= William Cooch =

New Zealand artist, architect and stamp designer

William J. Cooch (22 July 1898 – 17 September 1950) was a New Zealand artist, architect and stamp designer.

Cooch was born in Ireland and was one of four children of Lieutenant William Cooch of the 1st Royal Munster Fusiliers. Cooch trained as an architect in London and on 18 October 1922 married Mary Amelia Devanney. In the same year Cooch and his wife joined with his parents and siblings to emigrate to New Zealand. Cooch and his wife Mary had two daughters Pat and Angela.

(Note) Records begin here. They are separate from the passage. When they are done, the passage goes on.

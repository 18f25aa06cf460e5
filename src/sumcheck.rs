use anyhow::{Context, ensure};

use crate::Result;
use crate::field::{BinaryField, FieldElement};
use crate::tower::TowerAlgebra;
use crate::utils::mle::{MultilinearExtension, MultilinearQuery};

/// Claim that sum over the hypercube of eq(z, x) (x) W(x) equals the given
/// tensor-algebra value, for the witness multilinear W.
#[derive(Clone, Debug)]
pub struct SumcheckClaim {
    pub eval_point: Vec<FieldElement>,
    pub eval: TowerAlgebra,
}

/// Running claim after some rounds: the challenges bound so far and the sum
/// over the remaining variables.
#[derive(Clone, Debug)]
pub struct RoundClaim {
    pub partial_point: Vec<FieldElement>,
    pub current_round_sum: TowerAlgebra,
}

/// Round message: the round polynomial is degree 1, and its constant term is
/// recoverable from the claim, so only the linear coefficient is sent.
#[derive(Clone, Debug, PartialEq, Eq)]
pub struct RoundProof {
    pub coeffs: Vec<TowerAlgebra>,
}

/// Output of the reduction: an evaluation claim at the challenge point.
#[derive(Clone, Debug)]
pub struct ReducedClaim {
    pub eval_point: Vec<FieldElement>,
    pub eval: TowerAlgebra,
}

/// Fold a verifier challenge into the running claim. The eq factor of the
/// bound variable contributes z_i on the vertical side, the witness fold
/// contributes the challenge on the horizontal side.
pub fn reduce_round_claim(
    z_i: FieldElement,
    claim: &RoundClaim,
    challenge: FieldElement,
    proof: &RoundProof,
) -> RoundClaim {
    let linear = &proof.coeffs[0];
    let constant = claim.current_round_sum.clone() + linear.scale_vertical(z_i);
    let mut partial_point = claim.partial_point.clone();
    partial_point.push(challenge);
    RoundClaim {
        partial_point,
        current_round_sum: constant + linear.scale_horizontal(challenge),
    }
}

/// Prover for the eq-weighted sum-check. Keeps the equality-indicator table
/// of the unbound variables and halves it each round instead of recomputing.
pub struct SumcheckProver {
    base: BinaryField,
    ext: BinaryField,
    n_vars: usize,
    round: usize,
    eval_point: Vec<FieldElement>,
    round_claim: RoundClaim,
    last_round_proof: Option<RoundProof>,
    eq_ind: Vec<FieldElement>,
    witness: MultilinearExtension,
}

impl SumcheckProver {
    pub fn new(
        base: BinaryField,
        ext: BinaryField,
        claim: SumcheckClaim,
        witness: MultilinearExtension,
    ) -> Result<Self> {
        ensure!(ext.is_extension_of(&base), "{ext} does not extend {base}");
        ensure!(witness.field() == ext, "witness must live in {ext}");
        ensure!(witness.n_vars() > 0, "sum-check needs at least one variable");
        ensure!(
            claim.eval_point.len() == witness.n_vars(),
            "claim arity {} does not match witness arity {}",
            claim.eval_point.len(),
            witness.n_vars()
        );

        // the first coordinate's eq factor is handled analytically per round
        let eq_ind =
            MultilinearQuery::with_full_query(&claim.eval_point[1..], ext).expansion().to_vec();

        Ok(Self {
            base,
            ext,
            n_vars: witness.n_vars(),
            round: 0,
            eval_point: claim.eval_point,
            round_claim: RoundClaim { partial_point: Vec::new(), current_round_sum: claim.eval },
            last_round_proof: None,
            eq_ind,
            witness,
        })
    }

    fn fold_eq_ind(&mut self) {
        self.eq_ind = self.eq_ind.chunks_exact(2).map(|pair| pair[0] + pair[1]).collect();
    }

    fn fold_witness(&mut self, challenge: FieldElement) {
        let partial = MultilinearQuery::with_full_query(&[challenge], self.ext);
        self.witness = self.witness.evaluate_partial_low(&partial);
    }

    fn reduce_claim(&mut self, prev_challenge: FieldElement) -> Result<()> {
        let proof = self
            .last_round_proof
            .as_ref()
            .context("no round executed before claim reduction")?;
        let z = self.eval_point[self.round - 1];
        self.round_claim = reduce_round_claim(z, &self.round_claim, prev_challenge, proof);
        Ok(())
    }

    /// Run one round: fold in the previous challenge if there is one, then
    /// emit the linear coefficient of this round's polynomial.
    pub fn execute_round(&mut self, prev_challenge: Option<FieldElement>) -> Result<RoundProof> {
        ensure!(self.round < self.n_vars, "all rounds already executed");
        ensure!(
            (self.round == 0) == prev_challenge.is_none(),
            "every round after the first needs the previous challenge"
        );

        if let Some(challenge) = prev_challenge {
            self.fold_witness(challenge);
            self.fold_eq_ind();
            self.reduce_claim(challenge)?;
        }

        let rd_vars = self.n_vars - self.round;
        let mut eval_1 = TowerAlgebra::zero(self.base, self.ext, self.ext);
        for i in 0..1usize << (rd_vars - 1) {
            eval_1 += &TowerAlgebra::from_tensor(
                self.base,
                self.ext,
                self.ext,
                self.eq_ind[i],
                self.witness.eval_on_hypercube(i << 1 | 1),
            );
        }

        // eval_0 follows from the claim: S = (1 - z) * eval_0 + z * eval_1
        let z = self.eval_point[self.round];
        let denom_inv = (self.ext.one() + z).inv();
        let eval_0 = (self.round_claim.current_round_sum.clone() + eval_1.scale_vertical(z))
            .scale_vertical(denom_inv);

        let proof = RoundProof { coeffs: vec![eval_1 + eval_0] };
        self.last_round_proof = Some(proof.clone());
        self.round += 1;
        Ok(proof)
    }

    pub fn finalize(mut self, prev_challenge: FieldElement) -> Result<ReducedClaim> {
        ensure!(self.round == self.n_vars, "sum-check still has rounds to run");
        self.reduce_claim(prev_challenge)?;
        Ok(ReducedClaim {
            eval_point: self.round_claim.partial_point,
            eval: self.round_claim.current_round_sum,
        })
    }
}

#[cfg(test)]
mod tests {
    use rand::thread_rng;

    use super::*;
    use crate::field::{BF8, BF128};
    use crate::utils::channel::Challenger;

    #[test]
    fn honest_run_reduces_to_the_witness_evaluation() {
        let mut rng = thread_rng();
        let (base, ext) = (BF8, BF128);
        let k = 4;

        let witness = MultilinearExtension::from_evals(
            (0..1 << k).map(|_| ext.random_element(&mut rng)).collect(),
            ext,
        );
        let z: Vec<FieldElement> = (0..k).map(|_| ext.random_element(&mut rng)).collect();

        let eq = MultilinearQuery::with_full_query(&z, ext);
        let mut claimed_sum = TowerAlgebra::zero(base, ext, ext);
        for i in 0..1usize << k {
            claimed_sum += &TowerAlgebra::from_tensor(
                base,
                ext,
                ext,
                eq.expansion()[i],
                witness.eval_on_hypercube(i),
            );
        }

        let claim = SumcheckClaim { eval_point: z.clone(), eval: claimed_sum.clone() };
        let mut prover = SumcheckProver::new(base, ext, claim, witness.clone()).unwrap();

        let mut prover_channel = Challenger::from_seed(b"sumcheck test");
        let mut verifier_channel = prover_channel.clone();

        let mut prev = None;
        let mut round_proofs = Vec::new();
        let mut challenges = Vec::new();
        for _ in 0..k {
            let proof = prover.execute_round(prev).unwrap();
            for coeff in &proof.coeffs {
                prover_channel.observe_algebra(coeff);
            }
            let r = prover_channel.sample(ext);
            challenges.push(r);
            prev = Some(r);
            round_proofs.push(proof);
        }
        let reduced = prover.finalize(prev.unwrap()).unwrap();

        // verifier replay arrives at the same claim
        let mut replay =
            RoundClaim { partial_point: Vec::new(), current_round_sum: claimed_sum };
        for (z_i, proof) in z.iter().zip(&round_proofs) {
            for coeff in &proof.coeffs {
                verifier_channel.observe_algebra(coeff);
            }
            let r = verifier_channel.sample(ext);
            replay = reduce_round_claim(*z_i, &replay, r, proof);
        }
        assert_eq!(replay.partial_point, reduced.eval_point);
        assert_eq!(replay.current_round_sum, reduced.eval);

        // the residual is 1 (x) W(r), so transposing extracts W(r)
        let expected = witness.evaluate(&MultilinearQuery::with_full_query(&challenges, ext));
        let extracted = reduced.eval.transpose().try_extract_vertical().unwrap();
        assert_eq!(extracted, expected);
        assert_eq!(reduced.eval, TowerAlgebra::from_horizontal(base, ext, ext, expected));
    }

    #[test]
    fn round_count_is_enforced() {
        let mut rng = thread_rng();
        let (base, ext) = (BF8, BF128);
        let witness = MultilinearExtension::from_evals(
            (0..4).map(|_| ext.random_element(&mut rng)).collect(),
            ext,
        );
        let z: Vec<FieldElement> = (0..2).map(|_| ext.random_element(&mut rng)).collect();
        let claim = SumcheckClaim {
            eval_point: z,
            eval: TowerAlgebra::zero(base, ext, ext),
        };
        let mut prover = SumcheckProver::new(base, ext, claim, witness).unwrap();

        assert!(prover.execute_round(Some(ext.one())).is_err());
        let _ = prover.execute_round(None).unwrap();
        assert!(prover.execute_round(None).is_err());
        let _ = prover.execute_round(Some(ext.one())).unwrap();
        assert!(prover.finalize(ext.one()).is_ok());
    }
}
use sha2::{Digest, Sha256};

use crate::field::{BinaryField, FieldElement};
use crate::tower::TowerAlgebra;

const FIELD_ELEM_TAG: u8 = 0x31;
const BYTES_TAG: u8 = 0x32;
const SAMPLE_TAG: u8 = b'@';

const DEFAULT_SEED: &[u8] = b"init_challenger";

/// Fiat-Shamir transcript: 32 bytes of SHA-256 state plus a sample counter.
/// Observing resets the counter, sampling advances it, so the output stream
/// is a pure function of the observe sequence. Clone one snapshot to hand
/// prover and verifier identical transcripts.
#[derive(Clone, Debug, PartialEq, Eq)]
pub struct Challenger {
    state: [u8; 32],
    counter: u64,
}

impl Default for Challenger {
    fn default() -> Self {
        Self::new()
    }
}

impl Challenger {
    pub fn new() -> Self {
        Self::from_seed(DEFAULT_SEED)
    }

    pub fn from_seed(seed: &[u8]) -> Self {
        Self { state: Sha256::digest(seed).into(), counter: 0 }
    }

    fn absorb(&mut self, tag: u8, payload: &[u8]) {
        let mut hasher = Sha256::new();
        hasher.update(self.state);
        hasher.update([tag]);
        hasher.update(payload);
        self.state = hasher.finalize().into();
        self.counter = 0;
    }

    pub fn observe_bytes(&mut self, bytes: &[u8]) {
        self.absorb(BYTES_TAG, bytes);
    }

    pub fn observe_elem(&mut self, elem: FieldElement) {
        self.absorb(FIELD_ELEM_TAG, &elem.to_bytes());
    }

    pub fn observe_elems(&mut self, elems: &[FieldElement]) {
        for &elem in elems {
            self.observe_elem(elem);
        }
    }

    pub fn observe_algebra(&mut self, algebra: &TowerAlgebra) {
        self.observe_elems(algebra.elems());
    }

    /// Counter-stamped digest of the current state, as a big-endian integer
    /// truncated to 128 bits.
    fn sample_raw(&mut self) -> u128 {
        let mut hasher = Sha256::new();
        hasher.update(self.state);
        hasher.update([SAMPLE_TAG]);
        hasher.update(self.counter.to_le_bytes());
        let digest: [u8; 32] = hasher.finalize().into();
        self.counter += 1;

        let mut low = [0u8; 16];
        low.copy_from_slice(&digest[16..]);
        u128::from_be_bytes(low)
    }

    pub fn sample(&mut self, field: BinaryField) -> FieldElement {
        field.elem(self.sample_raw() & field.mask())
    }

    pub fn sample_vec(&mut self, n: usize, field: BinaryField) -> Vec<FieldElement> {
        (0..n).map(|_| self.sample(field)).collect()
    }

    /// The low `bits` bits of the next sample, as an index.
    pub fn sample_bits(&mut self, bits: usize) -> usize {
        assert!(bits < usize::BITS as usize, "index width {bits} too large");
        (self.sample_raw() & ((1u128 << bits) - 1)) as usize
    }
}

#[cfg(test)]
mod tests {
    use super::*;
    use crate::field::{BF64, BF128};

    #[test]
    fn identical_transcripts_sample_identically() {
        let mut a = Challenger::from_seed(b"seed");
        let mut b = Challenger::from_seed(b"seed");

        a.observe_bytes(b"commitment");
        b.observe_bytes(b"commitment");
        a.observe_elem(BF64.elem(0x1234));
        b.observe_elem(BF64.elem(0x1234));

        assert_eq!(a.sample(BF128), b.sample(BF128));
        assert_eq!(a.sample_bits(10), b.sample_bits(10));
        assert_eq!(a.sample_vec(4, BF64), b.sample_vec(4, BF64));
    }

    #[test]
    fn diverging_observations_diverge() {
        let mut a = Challenger::new();
        let mut b = Challenger::new();
        a.observe_bytes(b"x");
        b.observe_bytes(b"y");
        assert_ne!(a.sample(BF128), b.sample(BF128));
    }

    #[test]
    fn observe_resets_the_counter() {
        let mut a = Challenger::new();
        let first = a.sample(BF128);
        let second = a.sample(BF128);
        assert_ne!(first, second);

        // an observation between samples changes the stream entirely
        let mut b = Challenger::new();
        let _ = b.sample(BF128);
        b.observe_bytes(b"");
        assert_ne!(b.sample(BF128), second);
    }

    #[test]
    fn sample_respects_field_width() {
        let mut a = Challenger::new();
        let e = a.sample(BF64);
        assert_eq!(e.field(), BF64);
        assert!(e.value() <= BF64.mask());
    }
}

Cooch settled in Wellington and gained employment as a government architect. One of the projects he worked on was Government House in Wellington. In his spare time, Cooch created prints working in woodcuts and linocuts. Both he and his sister, Louise Orgias (née Cooch) were members of the New Zealand Academy of Fine Arts. Cooch has examples of his works in the Auckland Art Gallery and also the Museum of New Zealand Te Papa Tongarewa.

Cooch was also a fine calligrapher and was involved in producing certificates for the refurbishment of the Waitangi Treaty House in the 1930s and also for the Disabled Servicemen's Training Centre in Riccarton, New Zealand in 1947.

Cooch also designed and etched designs for New Zealand postage stamps, notably the 1935 5d Swordfish in ultramarine as well as the Hygeia Goddess of Health, health stamp of 1932.